Saturday, May 28, 2016

Risky business

Jessi earned some criticism from her peers for carrying a videographer in (slow-moving) Berlin traffic in such a daring manner. 

But surely the motto of low-budget production is still 'use what you've got'. And what they had was a bunch of electrically-powered scooters which were the actual subject of the shoot.

My own opinion... quite apart from paternal solidarity... is that, even if the 'Health and Safety' people might have freaked out had they been aware of what was happening, here we have an example of the kind of WTF improvisation which is by no means without precedent.

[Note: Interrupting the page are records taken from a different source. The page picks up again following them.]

//! Response envelope shared by every JSON endpoint
//!
//! `meta` is only present when a handler has something to say about the
//! payload: a row count for list endpoints and the currency for endpoints
//! that return money figures.

use chrono::{DateTime, Utc};
use serde::Serialize;

#[derive(Serialize)]
pub struct ApiResponse<T: Serialize> {
    pub success: bool,
    pub data: Option<T>,
    #[serde(skip_serializing_if = "Option::is_none")]
    pub meta: Option<ResponseMeta>,
    pub error: Option<ErrorBody>,
    pub timestamp: DateTime<Utc>,
}

#[derive(Debug, Default, Serialize, PartialEq)]
pub struct ResponseMeta {
    #[serde(skip_serializing_if = "Option::is_none")]
    pub count: Option<usize>,
    /// ISO code the money fields in `data` are denominated in
    #[serde(skip_serializing_if = "Option::is_none")]
    pub currency: Option<String>,
}

#[derive(Serialize)]
pub struct ErrorBody {
    pub code: String,
    pub message: String,
}

impl<T: Serialize> ApiResponse<T> {
    pub fn success(data: T) -> Self {
        Self {
            success: true,
            data: Some(data),
            meta: None,
            error: None,
            timestamp: Utc::now(),
        }
    }

    pub fn error(code: &str, message: &str) -> Self {
        Self {
            success: false,
            data: None,
            meta: None,
            error: Some(ErrorBody {
                code: code.to_string(),
                message: message.to_string(),
            }),
            timestamp: Utc::now(),
        }
    }

    /// Tags the money figures in `data` with their currency.
    pub fn in_currency(mut self, currency: &str) -> Self {
        self.meta.get_or_insert_with(ResponseMeta::default).currency = Some(currency.to_string());
        self
    }
}

impl<T: Serialize> ApiResponse<Vec<T>> {
    pub fn list(items: Vec<T>) -> Self {
        let count = items.len();
        let mut response = Self::success(items);
        response.meta = Some(ResponseMeta {
            count: Some(count),
            currency: None,
        });
        response
    }
}

#[cfg(test)]
mod tests {
    use super::*;
    use serde_json::json;

    #[test]
    fn test_list_carries_count_and_currency() {
        let response = ApiResponse::list(vec![1500, 2500]).in_currency("KES");
        let value = serde_json::to_value(&response).unwrap();

        assert_eq!(value["data"], json!([1500, 2500]));
        assert_eq!(value["meta"], json!({ "count": 2, "currency": "KES" }));
    }

    #[test]
    fn test_plain_success_omits_meta() {
        let value = serde_json::to_value(ApiResponse::success("ok")).unwrap();
        assert!(value.get("meta").is_none());
        assert!(value["error"].is_null());
    }

    #[test]
    fn test_error_envelope() {
        let value = serde_json::to_value(ApiResponse::<()>::error("NOT_FOUND", "Tenant not found")).unwrap();
        assert_eq!(value["success"], false);
        assert_eq!(value["error"], json!({ "code": "NOT_FOUND", "message": "Tenant not found" }));
    }
}
//! # Keja Core
//!
//! Domain entities, the tenant ledger, report aggregation, repository traits,
//! and the services that tie them together.

pub mod domain;
pub mod ledger;
pub mod reports;
pub mod services;
pub mod repositories;
pub mod error;

// Re-export domain entities
pub use domain::*;
pub use error::DomainError;
//! Repository traits (ports)
//!
//! Every read is scoped to the owning landlord: a row that exists but belongs
//! to someone else is reported as absent.

pub mod property_repository;
pub mod unit_repository;
pub mod tenant_repository;
pub mod payment_repository;
pub mod maintenance_repository;
pub mod profile_repository;

pub use property_repository::PropertyRepository;
pub use unit_repository::UnitRepository;
pub use tenant_repository::TenantRepository;
pub use payment_repository::{PaymentRepository, RecordedPayment};
pub use maintenance_repository::MaintenanceRepository;
pub use profile_repository::ProfileRepository;

#[cfg(any(test, feature = "mocks"))]
pub use property_repository::MockPropertyRepository;
#[cfg(any(test, feature = "mocks"))]
pub use unit_repository::MockUnitRepository;
#[cfg(any(test, feature = "mocks"))]
pub use tenant_repository::MockTenantRepository;
#[cfg(any(test, feature = "mocks"))]
pub use payment_repository::MockPaymentRepository;
#[cfg(any(test, feature = "mocks"))]
pub use maintenance_repository::MockMaintenanceRepository;
#[cfg(any(test, feature = "mocks"))]
pub use profile_repository::MockProfileRepository;
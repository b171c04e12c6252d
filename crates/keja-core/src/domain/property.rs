// ============================================================================
// Keja Core - Property Entity
// File: crates/keja-core/src/domain/property.rs
// Description: Property owned by a landlord, and the draft used to create one
// ============================================================================

use chrono::{DateTime, Utc};
use serde::{Deserialize, Serialize};
use uuid::Uuid;
use validator::Validate;

use super::money::Money;
use super::unit::UnitStatus;
use super::validation::PHONE_REGEX;
use crate::error::DomainError;

/// Property entity
#[derive(Debug, Clone, Serialize, Deserialize, Validate)]
pub struct Property {
    pub id: Uuid,
    pub owner_id: Uuid,

    #[validate(length(min = 2, max = 100, message = "Property name must be between 2 and 100 characters"))]
    pub name: String,

    #[validate(length(min = 2, max = 200, message = "Location must be between 2 and 200 characters"))]
    pub location: String,

    // Audit fields
    pub created_at: DateTime<Utc>,
    pub modified_at: Option<DateTime<Utc>>,
}

impl Property {
    pub fn new(owner_id: Uuid, name: String, location: String) -> Result<Self, validator::ValidationErrors> {
        let property = Self {
            id: Uuid::new_v4(),
            owner_id,
            name: name.trim().to_string(),
            location: location.trim().to_string(),
            created_at: Utc::now(),
            modified_at: None,
        };

        property.validate()?;
        Ok(property)
    }

    pub fn rename(&mut self, name: String, location: String) -> Result<(), validator::ValidationErrors> {
        self.name = name.trim().to_string();
        self.location = location.trim().to_string();
        self.modified_at = Some(Utc::now());
        self.validate()
    }
}

/// One unit row of the "add property" form
#[derive(Debug, Clone, Serialize, Deserialize, Validate)]
pub struct UnitDraft {
    #[validate(length(min = 1, max = 20, message = "Unit number must be between 1 and 20 characters"))]
    pub unit_number: String,

    #[validate(range(min = 0i64, max = 1_000_000_000_000i64, message = "Rent must be between 0 and 1,000,000,000,000"))]
    pub rent_amount: i64,

    pub status: UnitStatus,

    #[validate(length(min = 1, max = 100, message = "Tenant name must be between 1 and 100 characters"))]
    pub tenant_name: Option<String>,

    #[validate(regex(path = *PHONE_REGEX, message = "Invalid phone number"))]
    pub tenant_phone: Option<String>,
}

impl UnitDraft {
    pub fn rent(&self) -> Money {
        Money::new(self.rent_amount)
    }

    /// Tenant details for a draft marked occupied. A vacant draft carrying
    /// tenant details is also rejected, so the unit status never disagrees
    /// with the tenant link.
    pub fn tenant_details(&self) -> Result<Option<(String, String)>, DomainError> {
        let name = self.tenant_name.as_deref().map(str::trim).filter(|s| !s.is_empty());
        let phone = self.tenant_phone.as_deref().map(str::trim).filter(|s| !s.is_empty());

        match (self.status, name, phone) {
            (UnitStatus::Occupied, Some(name), Some(phone)) => {
                Ok(Some((name.to_string(), phone.to_string())))
            }
            (UnitStatus::Occupied, _, _) => Err(DomainError::ValidationError(format!(
                "Unit {} is marked occupied but tenant name or phone is missing",
                self.unit_number
            ))),
            (UnitStatus::Vacant, None, None) => Ok(None),
            (UnitStatus::Vacant, _, _) => Err(DomainError::ValidationError(format!(
                "Unit {} is marked vacant but has tenant details",
                self.unit_number
            ))),
        }
    }
}

/// Property creation request with its initial units
#[derive(Debug, Clone, Serialize, Deserialize, Validate)]
pub struct PropertyDraft {
    #[validate(length(min = 2, max = 100, message = "Property name must be between 2 and 100 characters"))]
    pub name: String,

    #[validate(length(min = 2, max = 200, message = "Location must be between 2 and 200 characters"))]
    pub location: String,

    #[validate(length(min = 1, message = "Add at least one unit"), nested)]
    pub units: Vec<UnitDraft>,
}

impl PropertyDraft {
    /// Field validation plus the cross-row rules: unique unit numbers and a
    /// tenant for every occupied draft.
    pub fn check(&self) -> Result<(), DomainError> {
        self.validate()?;

        let mut seen = std::collections::HashSet::new();
        for draft in &self.units {
            let key = draft.unit_number.trim().to_lowercase();
            if !seen.insert(key) {
                return Err(DomainError::UnitNumberAlreadyExists(draft.unit_number.trim().to_string()));
            }
            draft.tenant_details()?;
        }
        Ok(())
    }
}
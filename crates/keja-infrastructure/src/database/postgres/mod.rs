//! PostgreSQL repository implementations

mod rows;

pub mod property_repo_impl;
pub mod unit_repo_impl;
pub mod tenant_repo_impl;
pub mod payment_repo_impl;
pub mod maintenance_repo_impl;
pub mod profile_repo_impl;

#[cfg(test)]
mod tests;

pub use property_repo_impl::PgPropertyRepository;
pub use unit_repo_impl::PgUnitRepository;
pub use tenant_repo_impl::PgTenantRepository;
pub use payment_repo_impl::PgPaymentRepository;
pub use maintenance_repo_impl::PgMaintenanceRepository;
pub use profile_repo_impl::PgProfileRepository;

use keja_core::error::DomainError;
use tracing::error;

/// Logs the failure and wraps it as a `DatabaseError`.
pub(crate) fn db_error(context: &'static str) -> impl Fn(sqlx::Error) -> DomainError {
    move |e| {
        error!("Database error {}: {}", context, e);
        DomainError::DatabaseError(e.to_string())
    }
}

pub(crate) fn is_unique_violation(e: &sqlx::Error) -> bool {
    e.as_database_error().is_some_and(|d| d.is_unique_violation())
}

pub(crate) fn is_foreign_key_violation(e: &sqlx::Error) -> bool {
    e.as_database_error().is_some_and(|d| d.is_foreign_key_violation())
}
//! Shared application state

use std::sync::Arc;

use sqlx::PgPool;

use keja_core::repositories::{
    MaintenanceRepository, PaymentRepository, ProfileRepository, PropertyRepository, TenantRepository, UnitRepository,
};
use keja_core::services::{
    MaintenanceService, PaymentRecorder, ProfileService, PropertyService, ReportService, TenancyService,
};
use keja_shared::config::AppConfig;

use crate::auth::JwtVerifier;

/// The repository adapters the services are built from
#[derive(Clone)]
pub struct Repositories {
    pub properties: Arc<dyn PropertyRepository>,
    pub units: Arc<dyn UnitRepository>,
    pub tenants: Arc<dyn TenantRepository>,
    pub payments: Arc<dyn PaymentRepository>,
    pub maintenance: Arc<dyn MaintenanceRepository>,
    pub profiles: Arc<dyn ProfileRepository>,
}

#[derive(Clone)]
pub struct AppState {
    pub config: Arc<AppConfig>,
    /// Present in the running server; used by the readiness probe
    pub db: Option<PgPool>,
    pub jwt: Arc<JwtVerifier>,
    pub properties: Arc<PropertyService>,
    pub tenancy: Arc<TenancyService>,
    pub payments: Arc<PaymentRecorder>,
    pub reports: Arc<ReportService>,
    pub maintenance: Arc<MaintenanceService>,
    pub profiles: Arc<ProfileService>,
}

impl AppState {
    pub fn new(config: AppConfig, repos: Repositories, db: Option<PgPool>) -> Self {
        let jwt = Arc::new(JwtVerifier::new(&config.auth));

        Self {
            jwt,
            db,
            properties: Arc::new(PropertyService::new(repos.properties.clone(), repos.units.clone())),
            tenancy: Arc::new(TenancyService::new(
                repos.units.clone(),
                repos.tenants.clone(),
                repos.payments.clone(),
            )),
            payments: Arc::new(PaymentRecorder::new(
                repos.tenants.clone(),
                repos.payments.clone(),
                config.app.currency.clone(),
            )),
            reports: Arc::new(ReportService::new(
                repos.properties.clone(),
                repos.units.clone(),
                repos.tenants.clone(),
                repos.payments.clone(),
            )),
            maintenance: Arc::new(MaintenanceService::new(repos.maintenance.clone(), repos.units.clone())),
            profiles: Arc::new(ProfileService::new(repos.profiles)),
            config: Arc::new(config),
        }
    }
}
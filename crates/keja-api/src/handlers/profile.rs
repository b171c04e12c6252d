//! Profile settings handlers

use axum::{extract::State, Json};

use keja_core::domain::{Profile, ProfileUpdate};

use crate::auth::AuthSession;
use crate::dto::ValidatedJson;
use crate::error::ApiError;
use crate::response::ApiResponse;
use crate::state::AppState;

/// GET /api/v1/profile
pub async fn get_profile(
    State(state): State<AppState>,
    AuthSession(session): AuthSession,
) -> Result<Json<ApiResponse<Profile>>, ApiError> {
    let profile = state.profiles.get_or_create(&session).await?;
    Ok(Json(ApiResponse::success(profile)))
}

/// PUT /api/v1/profile
pub async fn update_profile(
    State(state): State<AppState>,
    AuthSession(session): AuthSession,
    ValidatedJson(update): ValidatedJson<ProfileUpdate>,
) -> Result<Json<ApiResponse<Profile>>, ApiError> {
    let profile = state.profiles.update(&session, update).await?;
    Ok(Json(ApiResponse::success(profile)))
}
// ============================================================================
// Keja Infrastructure - PostgreSQL Unit Repository
// File: crates/keja-infrastructure/src/database/postgres/unit_repo_impl.rs
// Description: Unit listing plus the atomic occupy / vacate transitions
// ============================================================================

use async_trait::async_trait;
use chrono::{DateTime, Utc};
use sqlx::PgPool;
use tracing::{error, info, warn};
use uuid::Uuid;

use keja_core::domain::{Tenant, UnitOccupancy};
use keja_core::error::DomainError;
use keja_core::repositories::UnitRepository;

use super::rows::{convert_all, UnitOccupancyRow};
use super::{db_error, is_foreign_key_violation, is_unique_violation};

const OCCUPANCY_SELECT: &str = r#"
    SELECT
        u.id, u.property_id, u.unit_number, u.rent_amount, u.status, u.created_at,
        p.name AS property_name,
        t.id AS tenant_id, t.name AS tenant_name, t.phone AS tenant_phone,
        t.created_at AS tenant_created_at, t.modified_at AS tenant_modified_at
    FROM units u
    JOIN properties p ON p.id = u.property_id
    LEFT JOIN tenants t ON t.unit_id = u.id AND t.removed_at IS NULL
"#;

pub struct PgUnitRepository {
    pool: PgPool,
}

impl PgUnitRepository {
    pub fn new(pool: PgPool) -> Self {
        Self { pool }
    }
}

#[async_trait]
impl UnitRepository for PgUnitRepository {
    async fn list_by_owner(
        &self,
        owner_id: Uuid,
        property_id: Option<Uuid>,
    ) -> Result<Vec<UnitOccupancy>, DomainError> {
        let sql = format!(
            "{} WHERE p.user_id = $1 AND ($2::uuid IS NULL OR u.property_id = $2) ORDER BY p.name, u.unit_number",
            OCCUPANCY_SELECT
        );
        let rows: Vec<UnitOccupancyRow> = sqlx::query_as(&sql)
            .bind(owner_id)
            .bind(property_id)
            .fetch_all(&self.pool)
            .await
            .map_err(db_error("listing units"))?;

        convert_all(rows)
    }

    async fn find_by_id(&self, owner_id: Uuid, unit_id: Uuid) -> Result<Option<UnitOccupancy>, DomainError> {
        let sql = format!("{} WHERE u.id = $1 AND p.user_id = $2", OCCUPANCY_SELECT);
        let row: Option<UnitOccupancyRow> = sqlx::query_as(&sql)
            .bind(unit_id)
            .bind(owner_id)
            .fetch_optional(&self.pool)
            .await
            .map_err(db_error("finding unit"))?;

        row.map(UnitOccupancy::try_from).transpose()
    }

    async fn delete_vacant(&self, unit_id: Uuid) -> Result<bool, DomainError> {
        let result = sqlx::query("DELETE FROM units WHERE id = $1 AND status = 'vacant'")
            .bind(unit_id)
            .execute(&self.pool)
            .await
            .map_err(|e| {
                if is_foreign_key_violation(&e) {
                    warn!("Unit {} still referenced by former tenants", unit_id);
                    DomainError::UnitHasHistory(unit_id.to_string())
                } else {
                    error!("Database error deleting unit: {}", e);
                    DomainError::DatabaseError(e.to_string())
                }
            })?;

        Ok(result.rows_affected() == 1)
    }

    async fn occupy(&self, unit_id: Uuid, tenant: &Tenant) -> Result<(), DomainError> {
        let mut tx = self.pool.begin().await.map_err(db_error("starting occupy transaction"))?;

        let flipped = sqlx::query("UPDATE units SET status = 'occupied' WHERE id = $1 AND status = 'vacant'")
            .bind(unit_id)
            .execute(&mut *tx)
            .await
            .map_err(db_error("marking unit occupied"))?;

        if flipped.rows_affected() == 0 {
            warn!("Unit {} was no longer vacant", unit_id);
            return Err(DomainError::UnitAlreadyOccupied(unit_id.to_string()));
        }

        sqlx::query(
            r#"
            INSERT INTO tenants (id, unit_id, name, phone, balance, created_at)
            SELECT $1, u.id, $2, $3, -u.rent_amount, $4
            FROM units u
            WHERE u.id = $5
            "#,
        )
        .bind(tenant.id)
        .bind(&tenant.name)
        .bind(&tenant.phone)
        .bind(tenant.created_at)
        .bind(unit_id)
        .execute(&mut *tx)
        .await
        .map_err(|e| {
            if is_unique_violation(&e) {
                DomainError::UnitAlreadyOccupied(unit_id.to_string())
            } else {
                error!("Database error inserting tenant: {}", e);
                DomainError::DatabaseError(e.to_string())
            }
        })?;

        tx.commit().await.map_err(db_error("committing occupy"))?;
        info!("Unit {} occupied by tenant {}", unit_id, tenant.id);
        Ok(())
    }

    async fn vacate(&self, unit_id: Uuid, tenant_id: Uuid, removed_at: DateTime<Utc>) -> Result<(), DomainError> {
        let mut tx = self.pool.begin().await.map_err(db_error("starting vacate transaction"))?;

        let removed = sqlx::query(
            r#"
            UPDATE tenants
            SET removed_at = $3, modified_at = $3
            WHERE id = $1 AND unit_id = $2 AND removed_at IS NULL
            "#,
        )
        .bind(tenant_id)
        .bind(unit_id)
        .bind(removed_at)
        .execute(&mut *tx)
        .await
        .map_err(db_error("removing tenant"))?;

        if removed.rows_affected() == 0 {
            return Err(DomainError::ConsistencyError(format!(
                "Tenant {} is not the active tenant of unit {}",
                tenant_id, unit_id
            )));
        }

        let flipped = sqlx::query("UPDATE units SET status = 'vacant' WHERE id = $1 AND status = 'occupied'")
            .bind(unit_id)
            .execute(&mut *tx)
            .await
            .map_err(db_error("marking unit vacant"))?;

        if flipped.rows_affected() == 0 {
            return Err(DomainError::UnitNotOccupied(unit_id.to_string()));
        }

        tx.commit().await.map_err(db_error("committing vacate"))?;
        info!("Unit {} vacated", unit_id);
        Ok(())
    }
}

I suggested to Jessi that she should go back in time, specifically to Paris at the end of the fifties when film-makers were questioning the orthodoxy of the conventional system

I'm thinking of the movie which introduced my to the Nouvelle Vague in 1960, Godard's Breathless, for which the innovative cinematographer Raoul Coutard used a Caméflex Eclair, shooting 35mm black-and-white film in Academy ratio... although he, too, might today capture HD video with a DSLR! They, too, had moving camera shots they wanted to make, but without laying tracks orovercomplicating matter. They pressed into action not a scooter but a wheelchair.


And they took risks, as the makers of movies must always do. Coutard's vantage-point at the windowfor this shot in a Truffaut film  looks most precarious.


I am not saying that courting disaster is a good thing. But I do believe that exaggerated timidity does not fit well with ambitious creativity.